_Data items_.
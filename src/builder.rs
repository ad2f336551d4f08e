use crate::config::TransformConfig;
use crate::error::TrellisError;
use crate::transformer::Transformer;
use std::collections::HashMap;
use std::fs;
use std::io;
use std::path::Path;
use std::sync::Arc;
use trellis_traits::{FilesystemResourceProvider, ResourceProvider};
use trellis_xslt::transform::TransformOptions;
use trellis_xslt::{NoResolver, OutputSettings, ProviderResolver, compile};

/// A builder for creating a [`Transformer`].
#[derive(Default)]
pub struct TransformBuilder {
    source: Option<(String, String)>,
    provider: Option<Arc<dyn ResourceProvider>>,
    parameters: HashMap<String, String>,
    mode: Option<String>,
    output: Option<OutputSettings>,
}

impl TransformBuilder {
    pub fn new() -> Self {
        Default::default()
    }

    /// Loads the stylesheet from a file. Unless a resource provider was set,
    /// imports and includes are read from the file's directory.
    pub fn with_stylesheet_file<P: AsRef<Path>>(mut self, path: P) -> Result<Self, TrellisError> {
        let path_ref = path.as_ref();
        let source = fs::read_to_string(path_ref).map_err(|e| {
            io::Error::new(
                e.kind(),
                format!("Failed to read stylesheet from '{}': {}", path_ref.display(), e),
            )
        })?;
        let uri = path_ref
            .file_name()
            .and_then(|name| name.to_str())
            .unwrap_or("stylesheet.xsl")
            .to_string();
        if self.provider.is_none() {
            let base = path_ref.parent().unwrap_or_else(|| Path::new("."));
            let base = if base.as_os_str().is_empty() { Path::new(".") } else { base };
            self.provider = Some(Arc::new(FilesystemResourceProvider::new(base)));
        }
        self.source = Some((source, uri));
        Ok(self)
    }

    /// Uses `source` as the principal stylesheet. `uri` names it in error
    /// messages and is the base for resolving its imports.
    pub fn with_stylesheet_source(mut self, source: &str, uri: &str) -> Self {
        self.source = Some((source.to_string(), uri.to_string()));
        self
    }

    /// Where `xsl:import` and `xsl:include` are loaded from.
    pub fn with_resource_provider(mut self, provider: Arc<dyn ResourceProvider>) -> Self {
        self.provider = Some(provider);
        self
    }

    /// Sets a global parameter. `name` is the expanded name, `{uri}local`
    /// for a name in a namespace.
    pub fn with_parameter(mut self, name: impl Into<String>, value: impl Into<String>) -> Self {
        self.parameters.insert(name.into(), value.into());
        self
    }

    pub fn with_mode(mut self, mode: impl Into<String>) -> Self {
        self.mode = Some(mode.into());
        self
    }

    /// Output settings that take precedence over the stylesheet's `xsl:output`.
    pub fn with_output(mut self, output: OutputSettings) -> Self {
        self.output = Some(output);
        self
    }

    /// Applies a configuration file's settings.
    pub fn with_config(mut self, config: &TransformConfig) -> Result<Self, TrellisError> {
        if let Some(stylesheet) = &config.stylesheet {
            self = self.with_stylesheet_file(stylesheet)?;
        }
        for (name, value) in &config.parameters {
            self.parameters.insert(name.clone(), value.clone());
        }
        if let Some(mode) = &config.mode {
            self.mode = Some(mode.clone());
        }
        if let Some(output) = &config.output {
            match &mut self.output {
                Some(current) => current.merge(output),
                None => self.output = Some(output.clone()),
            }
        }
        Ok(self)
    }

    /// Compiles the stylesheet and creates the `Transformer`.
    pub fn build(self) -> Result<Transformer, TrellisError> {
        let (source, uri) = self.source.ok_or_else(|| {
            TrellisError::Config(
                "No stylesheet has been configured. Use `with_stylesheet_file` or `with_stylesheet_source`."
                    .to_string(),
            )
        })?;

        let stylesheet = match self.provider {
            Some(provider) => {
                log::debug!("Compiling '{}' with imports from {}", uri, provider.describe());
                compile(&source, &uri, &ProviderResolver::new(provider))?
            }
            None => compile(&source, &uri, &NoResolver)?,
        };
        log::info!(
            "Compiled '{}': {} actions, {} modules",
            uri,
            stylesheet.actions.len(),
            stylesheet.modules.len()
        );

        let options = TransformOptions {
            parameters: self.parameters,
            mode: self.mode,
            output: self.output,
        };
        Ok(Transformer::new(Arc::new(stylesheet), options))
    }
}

_To do_. Give the count of lines in the data above that hold the string "NoResolver", with no additional words.

_Response for this exercise_. 2